(Records from a data source)
___

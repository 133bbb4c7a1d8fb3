use crate::database::user::{UserRepository, dummy_verify, hash_password, verify_password};
use crate::error::app_error::AppError;
use crate::models::user::{Account, NewCustomer, RegisterRequest};
use std::sync::Arc;
use tracing::{info, warn};
use validator::Validate;

#[derive(Clone)]
pub struct AuthService {
    users: Arc<dyn UserRepository>,
}

impl AuthService {
    pub fn new(users: Arc<dyn UserRepository>) -> Self {
        Self { users }
    }

    /// Returns the first account, in admin > employee > customer order, whose
    /// password matches.
    pub async fn login(&self, login: &str, password: &str) -> Result<Account, AppError> {
        let accounts = self.users.find_accounts(login).await?;
        if accounts.is_empty() {
            dummy_verify(password);
            return Err(AppError::InvalidCredentials);
        }

        for account in accounts {
            match verify_password(password, &account.password_hash) {
                Ok(true) => return Ok(account),
                Ok(false) => {}
                Err(e) => warn!(account_id = account.id, role = %account.role, error = ?e, "stored password hash is unreadable"),
            }
        }

        Err(AppError::InvalidCredentials)
    }

    /// Creates a customer account and returns its id.
    pub async fn register(&self, request: RegisterRequest) -> Result<i64, AppError> {
        request.validate()?;

        let username = request.username.trim().to_string();
        let email = request.email.trim().to_lowercase();

        if let Some(conflict) = self.users.registration_conflict(&username, &email).await? {
            return Err(AppError::Conflict(conflict.message().to_string()));
        }

        let customer = NewCustomer {
            password_hash: hash_password(&request.password)?,
            username,
            name: request.name.trim().to_string(),
            email,
            phone: request.phone.map(|p| p.trim().to_string()).filter(|p| !p.is_empty()),
        };

        let id = self.users.create_customer(customer).await?;
        info!(customer_id = id, "customer registered");
        Ok(id)
    }
}

#[cfg(test)]
mod tests {
    use super::*;
    use crate::auth::Role;
    use crate::test_utils::FakeUsers;

    fn register_request(username: &str, email: &str) -> RegisterRequest {
        RegisterRequest {
            name: "Grace Hopper".to_string(),
            email: email.to_string(),
            username: username.to_string(),
            password: "cobol-forever".to_string(),
            phone: Some("  ".to_string()),
        }
    }

    #[tokio::test]
    async fn login_prefers_higher_privilege_accounts() {
        let users = Arc::new(FakeUsers::new());
        users.add(Role::Customer, 30, "shared", "pw-shared");
        users.add(Role::Admin, 1, "shared", "pw-shared");
        let auth = AuthService::new(users);

        let account = auth.login("shared", "pw-shared").await.unwrap();
        assert_eq!((account.role, account.id), (Role::Admin, 1));
    }

    #[tokio::test]
    async fn login_falls_through_to_account_whose_password_matches() {
        let users = Arc::new(FakeUsers::new());
        users.add(Role::Employee, 4, "sam", "staff-pass");
        users.add(Role::Customer, 40, "sam", "customer-pass");
        let auth = AuthService::new(users);

        let account = auth.login("sam", "customer-pass").await.unwrap();
        assert_eq!((account.role, account.id), (Role::Customer, 40));
    }

    #[tokio::test]
    async fn login_rejects_bad_credentials() {
        let users = Arc::new(FakeUsers::new());
        users.add(Role::Customer, 2, "ada", "right");
        let auth = AuthService::new(users);

        assert!(matches!(auth.login("ada", "wrong").await, Err(AppError::InvalidCredentials)));
        assert!(matches!(auth.login("nobody", "right").await, Err(AppError::InvalidCredentials)));
    }

    #[tokio::test]
    async fn register_creates_customer_that_can_log_in() {
        let users = Arc::new(FakeUsers::new());
        let auth = AuthService::new(users.clone());

        let id = auth.register(register_request("grace", "Grace@Example.com")).await.unwrap();
        let account = auth.login("grace", "cobol-forever").await.unwrap();
        assert_eq!((account.role, account.id), (Role::Customer, id));
        assert_eq!(users.customer_email(id).as_deref(), Some("grace@example.com"));
    }

    #[tokio::test]
    async fn register_reports_email_before_username_conflicts() {
        let users = Arc::new(FakeUsers::new());
        let auth = AuthService::new(users);
        auth.register(register_request("grace", "grace@example.com")).await.unwrap();

        let err = auth.register(register_request("grace", "grace@example.com")).await.unwrap_err();
        assert!(matches!(err, AppError::Conflict(ref m) if m == "Email already registered"));

        let err = auth.register(register_request("grace", "other@example.com")).await.unwrap_err();
        assert!(matches!(err, AppError::Conflict(ref m) if m == "Username already taken"));
    }

    #[tokio::test]
    async fn register_validates_input() {
        let auth = AuthService::new(Arc::new(FakeUsers::new()));
        let mut request = register_request("grace", "grace@example.com");
        request.password = "short".to_string();

        assert!(matches!(auth.register(request).await, Err(AppError::ValidationError(_))));
    }
}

___

What the task requires:
The answer should consist of every line above in which "InvalidCredentials" appears.

Expected answer:
            return Err(AppError::InvalidCredentials);
        Err(AppError::InvalidCredentials)
        assert!(matches!(auth.login("ada", "wrong").await, Err(AppError::InvalidCredentials)));
        assert!(matches!(auth.login("nobody", "right").await, Err(AppError::InvalidCredentials)));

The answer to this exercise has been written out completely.